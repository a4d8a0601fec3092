//! SUH-prefixed error types with structured error codes.

#![allow(missing_docs)]

use std::path::PathBuf;

use thiserror::Error;

/// Shared `Result` alias for the project.
pub type Result<T> = std::result::Result<T, SuhError>;

/// Top-level error type for the signature update helper.
///
/// Fatal startup errors carry a distinct process exit code; cycle errors
/// are transient and only abandon the current update run.
#[derive(Debug, Error)]
pub enum SuhError {
    #[error("[SUH-1001] could not read service config file {path}: {details}")]
    ConfigRead { path: PathBuf, details: String },

    #[error("[SUH-1002] could not locate '{directive}' directive in service config file {path}")]
    MissingDirective {
        directive: &'static str,
        path: PathBuf,
    },

    #[error("[SUH-1003] could not read service pid file {path}: {details}")]
    ServicePid { path: PathBuf, details: String },

    #[error("[SUH-1101] could not find user '{name}'")]
    UnknownUser { name: String },

    #[error("[SUH-1102] could not find group '{name}'")]
    UnknownGroup { name: String },

    #[error("[SUH-1201] could not create signature directory {path}: {details}")]
    TargetDir { path: PathBuf, details: String },

    #[error("[SUH-1301] could not write own pid file {path}: {details}")]
    PidFileWrite { path: PathBuf, details: String },

    #[error("[SUH-1302] could not remove own pid file {path}: {details}")]
    PidFileRemove { path: PathBuf, details: String },

    #[error("[SUH-1901] startup failure: {details}")]
    Bootstrap { details: String },

    #[error("[SUH-2001] could not fetch {resource}: {details}")]
    Fetch { resource: String, details: String },

    #[error("[SUH-2002] could not unpack {resource}: {details}")]
    Unpack { resource: String, details: String },

    #[error("[SUH-2003] could not notify service ({target}): {details}")]
    Notify { target: String, details: String },

    #[error("[SUH-2004] could not access revision marker {path}: {details}")]
    Marker { path: PathBuf, details: String },
}

impl SuhError {
    /// Stable machine-parseable error code.
    #[must_use]
    pub const fn code(&self) -> &'static str {
        match self {
            Self::ConfigRead { .. } => "SUH-1001",
            Self::MissingDirective { .. } => "SUH-1002",
            Self::ServicePid { .. } => "SUH-1003",
            Self::UnknownUser { .. } => "SUH-1101",
            Self::UnknownGroup { .. } => "SUH-1102",
            Self::TargetDir { .. } => "SUH-1201",
            Self::PidFileWrite { .. } => "SUH-1301",
            Self::PidFileRemove { .. } => "SUH-1302",
            Self::Bootstrap { .. } => "SUH-1901",
            Self::Fetch { .. } => "SUH-2001",
            Self::Unpack { .. } => "SUH-2002",
            Self::Notify { .. } => "SUH-2003",
            Self::Marker { .. } => "SUH-2004",
        }
    }

    /// Whether the error abandons only the current update run. Transient
    /// errors are logged and retried on the next wake-up; everything else
    /// terminates the process.
    #[must_use]
    pub const fn is_transient(&self) -> bool {
        matches!(
            self,
            Self::Fetch { .. } | Self::Unpack { .. } | Self::Notify { .. } | Self::Marker { .. }
        )
    }

    /// Process exit code for the fatal tier. Each startup failure class
    /// has its own small negative code; transient errors never terminate
    /// the process and fall back to a generic nonzero code.
    #[must_use]
    pub const fn exit_code(&self) -> i32 {
        match self {
            Self::ConfigRead { .. } | Self::ServicePid { .. } => -1,
            Self::MissingDirective { .. } => -2,
            Self::UnknownUser { .. } | Self::UnknownGroup { .. } => -3,
            Self::TargetDir { .. } => -4,
            Self::PidFileWrite { .. } => -5,
            Self::PidFileRemove { .. } => -6,
            Self::Bootstrap { .. } => -7,
            Self::Fetch { .. } | Self::Unpack { .. } | Self::Notify { .. } | Self::Marker { .. } => 1,
        }
    }
}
═══
**EXERCISE OBJECTIVE**: Extract the data in full. Keep it word for word.

**RESPONSE BOX**:
repository a4d8a0601fec3092
//! SUH-prefixed error types with structured error codes.

#![allow(missing_docs)]

use std::path::PathBuf;

use thiserror::Error;

/// Shared `Result` alias for the project.
pub type Result<T> = std::result::Result<T, SuhError>;

/// Top-level error type for the signature update helper.
///
/// Fatal startup errors carry a distinct process exit code; cycle errors
/// are transient and only abandon the current update run.
#[derive(Debug, Error)]
pub enum SuhError {
    #[error("[SUH-1001] could not read service config file {path}: {details}")]
    ConfigRead { path: PathBuf, details: String },

    #[error("[SUH-1002] could not locate '{directive}' directive in service config file {path}")]
    MissingDirective {
        directive: &'static str,
        path: PathBuf,
    },

    #[error("[SUH-1003] could not read service pid file {path}: {details}")]
    ServicePid { path: PathBuf, details: String },

    #[error("[SUH-1101] could not find user '{name}'")]
    UnknownUser { name: String },

    #[error("[SUH-1102] could not find group '{name}'")]
    UnknownGroup { name: String },

    #[error("[SUH-1201] could not create signature directory {path}: {details}")]
    TargetDir { path: PathBuf, details: String },

    #[error("[SUH-1301] could not write own pid file {path}: {details}")]
    PidFileWrite { path: PathBuf, details: String },

    #[error("[SUH-1302] could not remove own pid file {path}: {details}")]
    PidFileRemove { path: PathBuf, details: String },

    #[error("[SUH-1901] startup failure: {details}")]
    Bootstrap { details: String },

    #[error("[SUH-2001] could not fetch {resource}: {details}")]
    Fetch { resource: String, details: String },

    #[error("[SUH-2002] could not unpack {resource}: {details}")]
    Unpack { resource: String, details: String },

    #[error("[SUH-2003] could not notify service ({target}): {details}")]
    Notify { target: String, details: String },

    #[error("[SUH-2004] could not access revision marker {path}: {details}")]
    Marker { path: PathBuf, details: String },
}

impl SuhError {
    /// Stable machine-parseable error code.
    #[must_use]
    pub const fn code(&self) -> &'static str {
        match self {
            Self::ConfigRead { .. } => "SUH-1001",
            Self::MissingDirective { .. } => "SUH-1002",
            Self::ServicePid { .. } => "SUH-1003",
            Self::UnknownUser { .. } => "SUH-1101",
            Self::UnknownGroup { .. } => "SUH-1102",
            Self::TargetDir { .. } => "SUH-1201",
            Self::PidFileWrite { .. } => "SUH-1301",
            Self::PidFileRemove { .. } => "SUH-1302",
            Self::Bootstrap { .. } => "SUH-1901",
            Self::Fetch { .. } => "SUH-2001",
            Self::Unpack { .. } => "SUH-2002",
            Self::Notify { .. } => "SUH-2003",
            Self::Marker { .. } => "SUH-2004",
        }
    }

    /// Whether the error abandons only the current update run. Transient
    /// errors are logged and retried on the next wake-up; everything else
    /// terminates the process.
    #[must_use]
    pub const fn is_transient(&self) -> bool {
        matches!(
            self,
            Self::Fetch { .. } | Self::Unpack { .. } | Self::Notify { .. } | Self::Marker { .. }
        )
    }

    /// Process exit code for the fatal tier. Each startup failure class
    /// has its own small negative code; transient errors never terminate
    /// the process and fall back to a generic nonzero code.
    #[must_use]
    pub const fn exit_code(&self) -> i32 {
        match self {
            Self::ConfigRead { .. } | Self::ServicePid { .. } => -1,
            Self::MissingDirective { .. } => -2,
            Self::UnknownUser { .. } | Self::UnknownGroup { .. } => -3,
            Self::TargetDir { .. } => -4,
            Self::PidFileWrite { .. } => -5,
            Self::PidFileRemove { .. } => -6,
            Self::Bootstrap { .. } => -7,
            Self::Fetch { .. } | Self::Unpack { .. } | Self::Notify { .. } | Self::Marker { .. } => 1,
        }
    }
}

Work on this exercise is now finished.